Files

133 lines
5.6 KiB
Markdown
Raw Permalink Normal View History

# Benchmark pipeline
Requires **GNU Make ≥ 4.3** (grouped targets `&:`). On macOS use `gmake`.
```
gmake all # full pipeline
gmake simulate # simulation only
gmake reference # reference kmer sets only
```
## Pipeline overview
```mermaid
flowchart TD
GENOMES["genomes/*.fna.gz"]
BIN["obikmer binary"]
GENOMES --> simulate
simulate --> simdata[("simulated_data/")]
simdata --> reference
reference --> refnpz[("reference_index/*.npz")]
subgraph presence ["Presence track"]
simdata --> index_presence
BIN --> index_presence
index_presence --> pres_done[("specimen_index_presence/")]
index_presence --> pres_istats[("stats/indexing_presence/")]
pres_istats --> aggregate_index_presence
pres_done --> merge_presence
BIN --> merge_presence
merge_presence --> gpres[("global_index_presence/")]
refnpz --> verify_presence
pres_done --> verify_presence
verify_presence --> vpres_stats[("stats/verify_presence/")]
vpres_stats --> aggregate_verify_presence
gpres --> filter_presence
BIN --> filter_presence
filter_presence --> spec_pres[("specific_index_presence/")]

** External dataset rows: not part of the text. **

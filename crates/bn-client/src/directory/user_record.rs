//! Backend user DTO and its mapping to the domain user.

use bn_core::User;

use chrono::{DateTime, Utc};
use serde::{Deserialize, Serialize};

/// User as returned by the backend directory.
#[derive(Debug, Clone, PartialEq, Eq, Serialize, Deserialize)]
#[serde(rename_all = "camelCase")]
pub struct UserRecord {
    pub id: String,
    #[serde(default)]
    pub username: Option<String>,
    pub email: String,
    #[serde(default)]
    pub display_name: Option<String>,
    #[serde(default)]
    pub profile_image: Option<String>,
    #[serde(default)]
    pub bio: Option<String>,
    #[serde(default)]
    pub created_at: Option<String>,
    #[serde(default)]
    pub is_admin: bool,
}

impl UserRecord {
    /// Maps to the domain user.
    ///
    /// Username and display name fall back to each other, then to the email.
    /// Unparseable timestamps are dropped.
    pub fn into_user(self) -> User {
        let username = non_blank(self.username);
        let display_name = non_blank(self.display_name);

        let display_name = display_name
            .clone()
            .or_else(|| username.clone())
            .unwrap_or_else(|| self.email.clone());
        let username = username.unwrap_or_else(|| display_name.clone());

        let created_at = self
            .created_at
            .as_deref()
            .and_then(|raw| DateTime::parse_from_rfc3339(raw).ok())
            .map(|dt| dt.with_timezone(&Utc));

        User {
            id: self.id,
            username,
            email: self.email,
            display_name,
            profile_image: non_blank(self.profile_image),
            bio: non_blank(self.bio),
            created_at,
            is_admin: self.is_admin,
        }
    }
}

impl From<UserRecord> for User {
    fn from(record: UserRecord) -> Self {
        record.into_user()
    }
}

fn non_blank(value: Option<String>) -> Option<String> {
    value.filter(|v| !v.trim().is_empty())
}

filter_presence --> spec_pres_stats[("stats/specific_kmer_presence/")]
spec_pres_stats --> aggregate_filter_presence
refnpz --> verify_merge_presence
gpres --> verify_merge_presence
verify_merge_presence --> vmp[("stats/verify_merge_presence/")]
end
subgraph count ["Count track"]
simdata --> index_count
BIN --> index_count
index_count --> count_done[("specimen_index_count/")]
index_count --> count_istats[("stats/indexing_count/")]

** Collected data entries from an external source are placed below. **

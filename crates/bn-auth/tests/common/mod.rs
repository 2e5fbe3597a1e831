//! In-memory collaborators for session manager tests

#![allow(dead_code)]

use bn_auth::SessionManager;
use bn_client::{
    DirectoryError, DirectoryResult, DirectoryService, IdentityProvider, ProviderError,
    ProviderResult, UserRecord,
};
use bn_core::{CredentialPolicy, Resource};
use bn_session::SessionStore;

use std::collections::HashMap;
use std::sync::atomic::{AtomicBool, AtomicUsize, Ordering};
use std::sync::{Arc, Mutex};

use async_trait::async_trait;
use futures::{Stream, StreamExt};
use tempfile::TempDir;

pub const PASSWORD: &str = "secret1";

/// Ordered record of calls across both fakes
#[derive(Clone, Default)]
pub struct Journal(Arc<Mutex<Vec<String>>>);

impl Journal {
    fn push(&self, entry: String) {
        self.0.lock().unwrap().push(entry);
    }

    pub fn entries(&self) -> Vec<String> {
        self.0.lock().unwrap().clone()
    }

    pub fn count(&self, prefix: &str) -> usize {
        self.entries().iter().filter(|e| e.starts_with(prefix)).count()
    }

    pub fn position(&self, prefix: &str) -> Option<usize> {
        self.entries().iter().position(|e| e.starts_with(prefix))
    }

    pub fn clear(&self) {
        self.0.lock().unwrap().clear();
    }
}

// =========================================================================
// Identity provider
// =========================================================================

struct Account {
    identity_id: String,
    password: String,
}

pub struct FakeIdentityProvider {
    journal: Journal,
    accounts: Mutex<HashMap<String, Account>>,
    live: Mutex<Option<String>>,
    next_id: AtomicUsize,
    pub fail_delete: AtomicBool,
    pub network_down: AtomicBool,
}

impl FakeIdentityProvider {
    pub fn new(journal: Journal) -> Self {
        Self {
            journal,
            accounts: Mutex::new(HashMap::new()),
            live: Mutex::new(None),
            next_id: AtomicUsize::new(1),
            fail_delete: AtomicBool::new(false),
            network_down: AtomicBool::new(false),
        }
    }

    /// Add an account without signing it in. Returns its identity id.
    pub fn seed(&self, email: &str, password: &str) -> String {
        let identity_id = format!("uid-{}", self.next_id.fetch_add(1, Ordering::SeqCst));
        self.accounts.lock().unwrap().insert(
            email.to_string(),
            Account {
                identity_id: identity_id.clone(),
                password: password.to_string(),
            },
        );
        identity_id
    }

    pub fn has_account(&self, email: &str) -> bool {
        self.accounts.lock().unwrap().contains_key(email)
    }

    /// Make an identity live without going through sign-in
    pub fn force_live(&self, identity_id: &str) {
        *self.live.lock().unwrap() = Some(identity_id.to_string());
    }

    fn check_network(&self) -> ProviderResult<()> {
        if self.network_down.load(Ordering::SeqCst) {
            return Err(ProviderError::network("Unable to resolve host"));
        }
        Ok(())
    }
}

#[async_trait]
impl IdentityProvider for FakeIdentityProvider {
    async fn create_account(&self, email: &str, password: &str) -> ProviderResult<String> {
        self.journal.push(format!("identity.create_account {email}"));
        self.check_network()?;

        if self.has_account(email) {
            return Err(ProviderError::rejected(
                "EMAIL_EXISTS",
                "The email address is already in use by another account.",
            ));
        }

        let identity_id = self.seed(email, password);
        self.force_live(&identity_id);
        Ok(identity_id)
    }

    async fn sign_in(&self, email: &str, password: &str) -> ProviderResult<String> {
        self.journal.push(format!("identity.sign_in {email}"));
        self.check_network()?;

        let identity_id = {
            let accounts = self.accounts.lock().unwrap();
            let Some(account) = accounts.get(email) else {
                return Err(ProviderError::rejected(
                    "EMAIL_NOT_FOUND",
                    "There is no user record corresponding to this identifier. The user may have been deleted.",
                ));
            };
            if account.password != password {
                return Err(ProviderError::rejected(
                    "INVALID_PASSWORD",
                    "The password is invalid or the user does not have a password.",
                ));
            }
            account.identity_id.clone()
        };

        self.force_live(&identity_id);
        Ok(identity_id)
    }

    async fn send_password_reset_email(&self, email: &str) -> ProviderResult<()> {
        self.journal.push(format!("identity.send_password_reset_email {email}"));
        self.check_network()?;

        if !self.has_account(email) {
            return Err(ProviderError::rejected(
                "EMAIL_NOT_FOUND",
                "There is no user record corresponding to this identifier. The user may have been deleted.",
            ));
        }
        Ok(())
    }

    async fn delete_account(&self, identity_id: &str) -> ProviderResult<()> {
        self.journal.push(format!("identity.delete_account {identity_id}"));

        if self.fail_delete.load(Ordering::SeqCst) {
            return Err(ProviderError::network("Connection reset during delete"));
        }

        self.accounts
            .lock()
            .unwrap()
            .retain(|_, account| account.identity_id != identity_id);

        let mut live = self.live.lock().unwrap();
        if live.as_deref() == Some(identity_id) {
            *live = None;
        }
        Ok(())
    }

    async fn current_identity_token(&self, _force_refresh: bool) -> ProviderResult<Option<String>> {
        Ok(self.live.lock().unwrap().as_ref().map(|id| format!("token-{id}")))
    }

    fn current_identity_id(&self) -> Option<String> {
        self.live.lock().unwrap().clone()
    }

    fn sign_out(&self) {
        self.journal.push("identity.sign_out".to_string());
        *self.live.lock().unwrap() = None;
    }
}

// =========================================================================
// Directory
// =========================================================================

pub struct FakeDirectory {
    journal: Journal,
    users: Mutex<HashMap<String, UserRecord>>,
    usernames: Mutex<HashMap<String, String>>,
    pub register_status: Mutex<Option<u16>>,
    pub login_rejection: Mutex<Option<String>>,
    pub logout_fails: AtomicBool,
    pub logout_tokens: Mutex<Vec<Option<String>>>,
}

impl FakeDirectory {
    pub fn new(journal: Journal) -> Self {
        Self {
            journal,
            users: Mutex::new(HashMap::new()),
            usernames: Mutex::new(HashMap::new()),
            register_status: Mutex::new(None),
            login_rejection: Mutex::new(None),
            logout_fails: AtomicBool::new(false),
            logout_tokens: Mutex::new(Vec::new()),
        }
    }

    pub fn seed(&self, username: &str, email: &str, identity_id: &str) -> UserRecord {
        let record = UserRecord {
            id: format!("user-{identity_id}"),
            username: Some(username.to_string()),
            email: email.to_string(),
            display_name: Some(username.to_string()),
            profile_image: None,
            bio: None,
            created_at: Some("2024-01-01T00:00:00Z".to_string()),
            is_admin: false,
        };
        self.users
            .lock()
            .unwrap()
            .insert(identity_id.to_string(), record.clone());
        self.usernames
            .lock()
            .unwrap()
            .insert(username.to_string(), email.to_string());
        record
    }

    pub fn user_count(&self) -> usize {
        self.users.lock().unwrap().len()
    }
}

#[async_trait]
impl DirectoryService for FakeDirectory {
    async fn register_user(
        &self,
        username: &str,
        email: &str,
        identity_id: &str,
    ) -> DirectoryResult<UserRecord> {
        self.journal.push(format!("directory.register_user {username}"));

        if let Some(status) = *self.register_status.lock().unwrap() {
            return Err(DirectoryError::api(status, None));
        }
        Ok(self.seed(username, email, identity_id))
    }

    async fn login_user(&self, identifier: &str, identity_id: &str) -> DirectoryResult<UserRecord> {
        self.journal.push(format!("directory.login_user {identifier}"));

        if let Some(message) = self.login_rejection.lock().unwrap().clone() {
            return Err(DirectoryError::rejected(message));
        }
        self.users
            .lock()
            .unwrap()
            .get(identity_id)
            .cloned()
            .ok_or_else(|| DirectoryError::api(404, Some("User not found".to_string())))
    }

    async fn resolve_email_for_username(&self, username: &str) -> DirectoryResult<String> {
        self.journal.push(format!("directory.resolve_email_for_username {username}"));

        self.usernames
            .lock()
            .unwrap()
            .get(username)
            .cloned()
            .ok_or_else(|| DirectoryError::api(404, Some("User not found".to_string())))
    }

    async fn logout(&self, bearer_token: Option<&str>) -> DirectoryResult<()> {
        self.journal.push("directory.logout".to_string());
        self.logout_tokens
            .lock()
            .unwrap()
            .push(bearer_token.map(String::from));

        if self.logout_fails.load(Ordering::SeqCst) {
            return Err(DirectoryError::transport("connection refused"));
        }
        Ok(())
    }
}

// =========================================================================
// Harness
// =========================================================================

pub struct Harness {
    pub temp: TempDir,
    pub journal: Journal,
    pub identity: Arc<FakeIdentityProvider>,
    pub directory: Arc<FakeDirectory>,
    pub store: Arc<SessionStore>,
    pub manager: SessionManager,
}

impl Harness {
    pub fn new() -> Self {
        let temp = TempDir::new().unwrap();
        let journal = Journal::default();
        let identity = Arc::new(FakeIdentityProvider::new(journal.clone()));
        let directory = Arc::new(FakeDirectory::new(journal.clone()));
        let store = Arc::new(SessionStore::open(temp.path().join("session"), "test_prefs"));
        let manager = SessionManager::new(
            identity.clone(),
            directory.clone(),
            store.clone(),
            CredentialPolicy::default(),
        );

        Self {
            temp,
            journal,
            identity,
            directory,
            store,
            manager,
        }
    }

    /// Existing member known to both systems, signed out
    pub fn seed_member(&self, username: &str, email: &str) -> UserRecord {
        let identity_id = self.identity.seed(email, PASSWORD);
        self.directory.seed(username, email, &identity_id)
    }
}

/// Drain an operation stream
pub async fn collect<T>(stream: impl Stream<Item = Resource<T>>) -> Vec<Resource<T>> {
    stream.collect().await
}

/// Assert the Loading -> terminal shape and return the terminal state
pub fn terminal<T>(mut states: Vec<Resource<T>>) -> Resource<T> {
    assert_eq!(states.len(), 2, "expected Loading then one terminal state");
    assert!(states[0].is_loading());
    let last = states.pop().unwrap();
    assert!(last.is_terminal());
    last
}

count_istats --> aggregate_index_count
count_done --> merge_count
BIN --> merge_count
merge_count --> gcount[("global_index_count/")]
refnpz --> verify_count
count_done --> verify_count
verify_count --> vcount_stats[("stats/verify_count/")]

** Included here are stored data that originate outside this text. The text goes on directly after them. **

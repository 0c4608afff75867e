// SPDX-License-Identifier: PMPL-1.0-or-later
//
// Relaybus durable stores - Conflating recovery point wrapper
// Copyright (c) 2026 Jonathan D.A. Jewell (hyperpolymath) <jonathan.jewell@open.ac.uk>

use std::collections::BTreeMap;
use std::sync::{Arc, Weak};
use std::time::Duration;

use async_trait::async_trait;
use tokio::sync::Mutex;
use tokio::task::JoinHandle;
use tracing::{debug, warn};

use crate::bookmark::Bookmark;
use crate::error::StoreResult;
use crate::recovery::RecoveryPointAdapter;

/// Buffers saves and passes only the latest bookmark per subscription to
/// the wrapped adapter.
///
/// Pending saves reach the inner adapter when `update_threshold` distinct
/// subscriptions are pending, on `flush`, or on each tick of a flusher
/// started with `spawn_flusher`. Reads see pending values first.
pub struct ConflatingRecoveryPointAdapter<A> {
    inner: A,
    pending: Mutex<BTreeMap<String, Bookmark>>,
    drain_lock: Mutex<()>,
    update_threshold: usize,
}

impl<A: RecoveryPointAdapter> ConflatingRecoveryPointAdapter<A> {
    pub fn new(inner: A, update_threshold: usize) -> Self {
        Self {
            inner,
            pending: Mutex::new(BTreeMap::new()),
            drain_lock: Mutex::new(()),
            update_threshold: update_threshold.max(1),
        }
    }

    pub fn inner(&self) -> &A {
        &self.inner
    }

    pub fn update_threshold(&self) -> usize {
        self.update_threshold
    }

    pub async fn pending_count(&self) -> usize {
        self.pending.lock().await.len()
    }

    /// Hand everything pending to the inner adapter.
    ///
    /// Drains run one at a time. A value leaves `pending` only once the
    /// inner adapter has stored it, and only if no newer save replaced it,
    /// so reads never fall back to an older inner value mid-drain.
    async fn drain(&self) -> StoreResult<usize> {
        let _draining = self.drain_lock.lock().await;
        let batch = self.pending.lock().await.clone();
        let mut written = 0;
        for (subscription, bookmark) in batch {
            self.inner.save(&subscription, &bookmark).await?;
            let mut pending = self.pending.lock().await;
            if pending.get(&subscription) == Some(&bookmark) {
                pending.remove(&subscription);
            }
            written += 1;
        }
        Ok(written)
    }
}

impl<A: RecoveryPointAdapter + 'static> ConflatingRecoveryPointAdapter<A> {
    /// Flush on a fixed interval until the adapter is dropped.
    pub fn spawn_flusher(self: &Arc<Self>, interval: Duration) -> JoinHandle<()> {
        let weak: Weak<Self> = Arc::downgrade(self);
        tokio::spawn(async move {
            let mut ticker = tokio::time::interval(interval);
            ticker.tick().await;
            loop {
                ticker.tick().await;
                let Some(adapter) = weak.upgrade() else {
                    break;
                };
                if let Err(error) = adapter.flush().await {
                    warn!(error = %error, adapter = adapter.inner.name(), "Recovery point flush failed");
                }
            }
        })
    }
}

#[async_trait]
impl<A: RecoveryPointAdapter> RecoveryPointAdapter for ConflatingRecoveryPointAdapter<A> {
    async fn load(&self, subscription: &str) -> StoreResult<Option<Bookmark>> {
        if let Some(bookmark) = self.pending.lock().await.get(subscription) {
            return Ok(Some(bookmark.clone()));
        }
        self.inner.load(subscription).await
    }

    async fn save(&self, subscription: &str, bookmark: &Bookmark) -> StoreResult<()> {
        let pending = {
            let mut pending = self.pending.lock().await;
            pending.insert(subscription.to_string(), bookmark.clone());
            pending.len()
        };
        if pending >= self.update_threshold {
            self.drain().await?;
        }
        Ok(())
    }

    async fn load_all(&self) -> StoreResult<BTreeMap<String, Bookmark>> {
        let mut all = self.inner.load_all().await?;
        let pending = self.pending.lock().await;
        for (subscription, bookmark) in pending.iter() {
            all.insert(subscription.clone(), bookmark.clone());
        }
        Ok(all)
    }

    async fn purge(&self, subscription: &str) -> StoreResult<()> {
        let _draining = self.drain_lock.lock().await;
        self.pending.lock().await.remove(subscription);
        self.inner.purge(subscription).await
    }

    async fn flush(&self) -> StoreResult<()> {
        let written = self.drain().await?;
        if written > 0 {
            debug!(written, adapter = self.inner.name(), "Flushed conflated recovery points");
        }
        self.inner.flush().await
    }

    fn name(&self) -> &str {
        "conflating"
    }
}
#[async_trait]
impl RecoveryPointSource for ConnectionRecoveryPointSource {
    async fn fetch(&self, subscription: &str) -> StoreResult<Option<Bookmark>> {
        let active = self.slot.read().await.clone();
        match active {
            Some(active) => Self::query(active.connection.as_ref(), subscription).await,
            None => Ok(None),
        }
    }

    /// Recovery points for every subscription the client tracks.
    async fn fetch_all(&self) -> StoreResult<BTreeMap<String, Bookmark>> {
        let active = self.slot.read().await.clone();
        let Some(active) = active else {
            return Ok(BTreeMap::new());
        };
        let requests = self.subscriptions.lock().await.snapshot();
        let mut points = BTreeMap::new();
        for request in requests {
            if let Some(bookmark) = Self::query(active.connection.as_ref(), &request.id).await? {
                points.insert(request.id, bookmark);
            }
        }
        Ok(points)
    }
}

struct Inner {
    name: String,
    transport: Arc<dyn Transport>,
    authenticator: Arc<dyn Authenticator>,
    chooser: Mutex<Box<dyn ServerChooser>>,
    delay: Mutex<Box<dyn ReconnectDelayStrategy>>,
    publish_store: Arc<dyn PublishStore>,
    bookmark_store: Arc<dyn BookmarkStore>,
    recovery: Option<Arc<dyn RecoveryPointAdapter>>,
    subscriptions: Arc<Mutex<SubscriptionManager>>,
    observers: ObserverList,
    slot: ConnectionSlot,
    send_gate: Mutex<()>,
    state: watch::Sender<ConnectionState>,
    closed: watch::Sender<bool>,
    logon_retry_limit: u32,
    max_connect_attempts: Option<u32>,
}

/// A failover-capable client. Cheap to clone; clones share one connection.
#[derive(Clone)]
pub struct HaClient {
    inner: Arc<Inner>,
}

vcount_stats --> aggregate_verify_count
gcount --> filter_count
BIN --> filter_count
filter_count --> spec_count[("specific_index_count/")]
filter_count --> spec_count_stats[("stats/specific_kmer_count/")]
spec_count_stats --> aggregate_filter_count
refnpz --> verify_merge_count
gcount --> verify_merge_count
verify_merge_count --> vmc[("stats/verify_merge_count/")]
end
aggregate_verify_presence --> all
aggregate_verify_count --> all
vmp --> all
vmc --> all
all -. "$(MAKE) re-eval" .-> aggregate_filter_presence
all -. "$(MAKE) re-eval" .-> aggregate_filter_count
```
## Steps
| Target | Script | Description |
|---|---|---|
| `simulate` | `simulate.sh` | Simulate sequencing reads from the reference genomes |
| `reference` | `build_reference.sh` | Build reference kmer sets (`.npz`) from simulation truth |
| `index_presence` | `index_one_presence.sh` | Index each specimen (presence mode) |
| `index_count` | `index_one_count.sh` | Index each specimen (count mode) |
| `aggregate_index_presence` | `aggregate_stats.sh` | Aggregate per-specimen indexing stats (presence) |
| `aggregate_index_count` | `aggregate_stats.sh` | Aggregate per-specimen indexing stats (count) |
| `merge_presence` | `merge_presence.sh` | Merge all specimen presence indexes into a global index |
| `merge_count` | `merge_count.sh` | Merge all specimen count indexes into a global index |
| `verify_presence` | `verify_one_presence.sh` | Verify each specimen presence index against reference |
| `verify_count` | `verify_one_count.sh` | Verify each specimen count index against reference |
| `aggregate_verify_presence` | `aggregate_stats.sh` | Aggregate per-specimen verification stats (presence) |
| `aggregate_verify_count` | `aggregate_stats.sh` | Aggregate per-specimen verification stats (count) |
| `filter_presence` | `filter_one_presence.sh` | Extract species-specific presence indexes from global index |
| `filter_count` | `filter_one_count.sh` | Extract species-specific count indexes from global index |
| `aggregate_filter_presence` | `aggregate_stats.sh` | Aggregate species-specific kmer stats (presence) |
| `aggregate_filter_count` | `aggregate_stats.sh` | Aggregate species-specific kmer stats (count) |
| `verify_merge_presence` | `verify_merge_presence.sh` | Verify global presence index against all reference sets |
| `verify_merge_count` | `verify_merge_count.sh` | Verify global count index against all reference sets |
## Directory layout
```
benchmark/
├── genomes/ # input reference genomes (.fna.gz)
├── simulated_data/ # generated by simulate
│ └── <species>/<specimen>/
├── reference_index/ # reference kmer sets (.npz)
├── specimen_index_presence/ # per-specimen presence indexes
├── specimen_index_count/ # per-specimen count indexes
├── global_index_presence/ # merged global presence index
├── global_index_count/ # merged global count index
├── specific_index_presence/ # species-specific presence indexes
├── specific_index_count/ # species-specific count indexes
└── stats/ # all benchmark statistics
├── indexing_presence/
├── indexing_count/
├── verify_presence/
├── verify_count/
├── specific_kmer_presence/
├── specific_kmer_count/
├── verify_merge_presence/
└── verify_merge_count/
```